And Then There Were None

Churchill Theatre, Bromley on UK Tour

25 March 2015

4 Stars

You really have to admit that Agatha Christie was a woman who knew how to plot. She was the mistress of the carefully laid clue, the chance remark that ends up bursting with importance, the red herring, the redder red herring (where the red herring turns out to be a double bunger trick), the unexpected development, the sleight of hand, the sudden murderous twist. Her novels bristle with subterfuge and revelation, partly because Christie, having hooked the reader into her death filled, thrill laced world can rely upon the reader's imagination to fill in the shadowy corners and propel the lingering joy of suspense.

In the theatre, however, it is much harder for Christie's work to be as mysterious as it is on the page. The audience sees the action unfold and so there is a sharper emphasis on how the tale is told, in word and deed. Inevitably, the Christie plays are wordy affairs, set in bygone eras where language, taste, offence and the concept of decency were all very different from today. There might be the occasional clever lighting effect or set contraption to produce a particular effect or induce a gasp of fear, but, by and large, Christie's plays only work because of two things: complete conviction by an accomplished cast and a text that gives full weight to Christie's labyrinthine plotting.

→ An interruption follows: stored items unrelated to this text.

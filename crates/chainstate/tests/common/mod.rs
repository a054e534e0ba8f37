#![allow(dead_code)]

use std::sync::Arc;

use stakd_chainstate::state::{AcceptedBlock, ChainState};
use stakd_chainstate::ConsensusError;
use stakd_consensus::money::Amount;
use stakd_consensus::params::{chain_params, Network};
use stakd_consensus::{pow_reward, ChainParams, Hash256};
use stakd_masternode::PaymentConsensus;
use stakd_pow::validation::check_proof_of_work;
use stakd_primitives::block::{merkle_root, Block, BlockHeader, CURRENT_VERSION};
use stakd_primitives::{OutPoint, Transaction, TxIn, TxOut};
use stakd_script::sighash::{SighashType, SIGHASH_ALL};
use stakd_script::signer::{public_key, sign_input};
use stakd_script::standard::p2pkh_script_for_pubkey;
use stakd_script::SecretKey;
use stakd_storage::memory::MemoryStore;

pub const SPACING: u32 = 30;

pub fn regtest() -> ChainParams {
    chain_params(Network::Regtest)
}

pub fn secret(tag: u8) -> SecretKey {
    SecretKey::from_slice(&[tag; 32]).expect("secret key")
}

pub fn key_script(secret: &SecretKey) -> Vec<u8> {
    p2pkh_script_for_pubkey(&public_key(secret))
}

pub fn coinbase_tx(height: i32, time: u32, tag: u8, vout: Vec<TxOut>) -> Transaction {
    let mut script_sig = height.to_le_bytes().to_vec();
    script_sig.push(tag);
    Transaction::new(time, vec![TxIn::new(OutPoint::null(), script_sig)], vout)
}

/// Signs every input of `tx`, each spending an output locked to `script`.
pub fn sign_all(tx: &mut Transaction, script: &[u8], secret: &SecretKey) {
    for index in 0..tx.vin.len() {
        let script_sig = sign_input(tx, index, script, secret, SighashType(SIGHASH_ALL))
            .expect("sign input");
        tx.vin[index].script_sig = script_sig;
    }
}

pub fn spend(
    prevout: OutPoint,
    script: &[u8],
    secret: &SecretKey,
    time: u32,
    vout: Vec<TxOut>,
) -> Transaction {
    let mut tx = Transaction::new(time, vec![TxIn::new(prevout, Vec::new())], vout);
    sign_all(&mut tx, script, secret);
    tx
}

/// Fills in the merkle root and grinds the nonce until the header meets `bits`.
pub fn seal(mut block: Block, chain: &ChainParams) -> Block {
    let (root, _) = merkle_root(&block.txids());
    block.header.merkle_root = root;
    while check_proof_of_work(&block.hash(), block.header.bits, &chain.consensus).is_err() {
        block.header.nonce = block.header.nonce.wrapping_add(1);
    }
    block
}

pub struct TestChain {
    pub store: Arc<MemoryStore>,
    pub chain: ChainState<MemoryStore>,
    pub miner: SecretKey,
    pub miner_script: Vec<u8>,
}

impl TestChain {
    pub fn new() -> Self {
        let params = regtest();
        let store = Arc::new(MemoryStore::new());
        let payments = Arc::new(PaymentConsensus::new(params.masternode.clone()));
        let chain = ChainState::new(Arc::clone(&store), params, payments).expect("chain state");
        let miner = secret(1);
        let miner_script = key_script(&miner);
        Self {
            store,
            chain,
            miner,
            miner_script,
        }
    }

    pub fn now(&self) -> i64 {
        i64::from(self.chain.params().consensus.genesis.time) + 10_000_000
    }

    pub fn height_of(&self, hash: &Hash256) -> i32 {
        self.chain.node(hash).expect("indexed").height
    }

    pub fn time_after(&self, parent: &Hash256) -> u32 {
        self.chain.node(parent).expect("indexed").time + SPACING
    }

    /// Proof-of-work block on `parent` whose coinbase pays the subsidy plus `fees`
    /// to the miner, followed by `txs`.
    pub fn block_on(&self, parent: &Hash256, tag: u8, fees: Amount, txs: Vec<Transaction>) -> Block {
        let height = self.height_of(parent) + 1;
        let reward = pow_reward(height, &self.chain.params().consensus) + fees;
        let vout = vec![TxOut::new(reward, self.miner_script.clone())];
        self.block_with_coinbase(parent, tag, vout, txs)
    }

    pub fn block_with_coinbase(
        &self,
        parent: &Hash256,
        tag: u8,
        coinbase_vout: Vec<TxOut>,
        txs: Vec<Transaction>,
    ) -> Block {
        let height = self.height_of(parent) + 1;
        let time = self.time_after(parent) + u32::from(tag);
        let mut transactions = vec![coinbase_tx(height, time, tag, coinbase_vout)];
        transactions.extend(txs);
        let bits = self
            .chain
            .required_bits(parent, false)
            .expect("required bits");
        let block = Block {
            header: BlockHeader {
                version: CURRENT_VERSION,
                prev_block: *parent,
                merkle_root: [0u8; 32],
                time,
                bits,
                nonce: 0,
            },
            transactions,
            signature: Vec::new(),
        };
        seal(block, self.chain.params())
    }

    pub fn accept(&mut self, block: &Block) -> Result<AcceptedBlock, ConsensusError> {
        let now = self.now();
        self.chain.accept_block(block, now)
    }

    /// Mines an empty block on the tip.
    pub fn mine(&mut self) -> Hash256 {
        self.mine_with(Vec::new(), 0)
    }

    pub fn mine_with(&mut self, txs: Vec<Transaction>, fees: Amount) -> Hash256 {
        let tip = self.chain.best_hash();
        let block = self.block_on(&tip, 0, fees, txs);
        self.accept(&block).expect("accept block").hash
    }

    pub fn mine_to(&mut self, height: i32) {
        while self.chain.best_height() < height {
            self.mine();
        }
    }

    /// The miner's coinbase output at `height` on the best chain.
    pub fn coinbase_at(&self, height: i32) -> (OutPoint, Amount) {
        let block = self
            .chain
            .block_by_height(height)
            .expect("read block")
            .expect("block at height");
        let coinbase = &block.transactions[0];
        (OutPoint::new(coinbase.txid(), 0), coinbase.vout[0].value)
    }
}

Now touring the UK is Bill Kenwright's Agatha Christie Theatre Company production of And Then There Were None, directed by Joe Harmston, who has helmed all of the productions of Christie's plays the Company has toured over the last ten years. His experience shows clearly here. There is no lame attempt to update the play or tinker with it in ways counter to its ingenuity. No. Harmston approaches the staging with respect and considerable care. Simon Scullion provides an excellent Art Deco set, complete with a circular window which is very impressive. The action is set in 1939 and the sense of that time is very clear in the costumes and furnishings. This is very much a period piece. It doesn't have the lustre of Downton Abbey, but it is generally in that milieu. There are servants and lackeys and middle class people and the Establishment - Judges, Doctors, butlers and secretaries, all lured to an island for a House Party and jostling with each other for attention, respect and space.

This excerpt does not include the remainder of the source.